> **WHAT THE TASK ASKS**
Repeat each entry below without omitting a single word.

> **EXCERPTED RECORDS**
###
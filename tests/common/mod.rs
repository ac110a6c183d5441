#![allow(dead_code)]
//! Shared integration test utilities.
//!
//! Import with:
//! ```
//! mod common;
//! use common::*;
//! ```

use std::sync::{Arc, Mutex, Once};

use rivulet::algebra::{acquire, Term};
use rivulet::{Error, Result};

static INIT_LOGGING: Once = Once::new();

/// Initialize test logging once per process.
///
/// Safe to call from every test; only the first call installs the
/// subscriber.
pub fn init_test_logging() {
    INIT_LOGGING.call_once(|| {
        let _ = tracing_subscriber::fmt()
            .with_max_level(tracing::Level::TRACE)
            .with_test_writer()
            .with_target(true)
            .with_ansi(false)
            .try_init();
    });
}

/// A shared, ordered log of finalizer side effects.
pub type FinalizerLog = Arc<Mutex<Vec<&'static str>>>;

/// Creates an empty finalizer log.
pub fn finalizer_log() -> FinalizerLog {
    Arc::new(Mutex::new(Vec::new()))
}

/// Reads the log contents.
pub fn log_entries(log: &FinalizerLog) -> Vec<&'static str> {
    log.lock().expect("log poisoned").clone()
}

/// An acquire step whose finalizer appends `name` to `log`.
pub fn tracked_acquire<O: Send + 'static>(name: &'static str, log: &FinalizerLog) -> Term<O> {
    let log = log.clone();
    acquire(
        move || Ok(name),
        move |_| {
            log.lock().expect("log poisoned").push(name);
            Ok(())
        },
    )
}

/// An acquire step whose finalizer appends `name` to `log` and then fails
/// with a user error of the same name.
pub fn failing_finalizer_acquire<O: Send + 'static>(
    name: &'static str,
    log: &FinalizerLog,
) -> Term<O> {
    let log = log.clone();
    acquire(
        move || Ok(name),
        move |_| {
            log.lock().expect("log poisoned").push(name);
            Err(Error::user(name))
        },
    )
}

/// Compiles a program collecting every emitted value.
pub fn collect(term: Term<u32>) -> Result<Vec<u32>> {
    rivulet::compile(term, Vec::new(), |acc, value| {
        acc.push(value);
        Ok(())
    })
}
###
> **ANSWER BOX**
filename tests/common/mod.rs
repository ac110a6c183d5441
#![allow(dead_code)]
//! Shared integration test utilities.
//!
//! Import with:
//! ```
//! mod common;
//! use common::*;
//! ```

use std::sync::{Arc, Mutex, Once};

use rivulet::algebra::{acquire, Term};
use rivulet::{Error, Result};

static INIT_LOGGING: Once = Once::new();

/// Initialize test logging once per process.
///
/// Safe to call from every test; only the first call installs the
/// subscriber.
pub fn init_test_logging() {
    INIT_LOGGING.call_once(|| {
        let _ = tracing_subscriber::fmt()
            .with_max_level(tracing::Level::TRACE)
            .with_test_writer()
            .with_target(true)
            .with_ansi(false)
            .try_init();
    });
}

/// A shared, ordered log of finalizer side effects.
pub type FinalizerLog = Arc<Mutex<Vec<&'static str>>>;

/// Creates an empty finalizer log.
pub fn finalizer_log() -> FinalizerLog {
    Arc::new(Mutex::new(Vec::new()))
}

/// Reads the log contents.
pub fn log_entries(log: &FinalizerLog) -> Vec<&'static str> {
    log.lock().expect("log poisoned").clone()
}

/// An acquire step whose finalizer appends `name` to `log`.
pub fn tracked_acquire<O: Send + 'static>(name: &'static str, log: &FinalizerLog) -> Term<O> {
    let log = log.clone();
    acquire(
        move || Ok(name),
        move |_| {
            log.lock().expect("log poisoned").push(name);
            Ok(())
        },
    )
}

/// An acquire step whose finalizer appends `name` to `log` and then fails
/// with a user error of the same name.
pub fn failing_finalizer_acquire<O: Send + 'static>(
    name: &'static str,
    log: &FinalizerLog,
) -> Term<O> {
    let log = log.clone();
    acquire(
        move || Ok(name),
        move |_| {
            log.lock().expect("log poisoned").push(name);
            Err(Error::user(name))
        },
    )
}

/// Compiles a program collecting every emitted value.
pub fn collect(term: Term<u32>) -> Result<Vec<u32>> {
    rivulet::compile(term, Vec::new(), |acc, value| {
        acc.push(value);
        Ok(())
    })
}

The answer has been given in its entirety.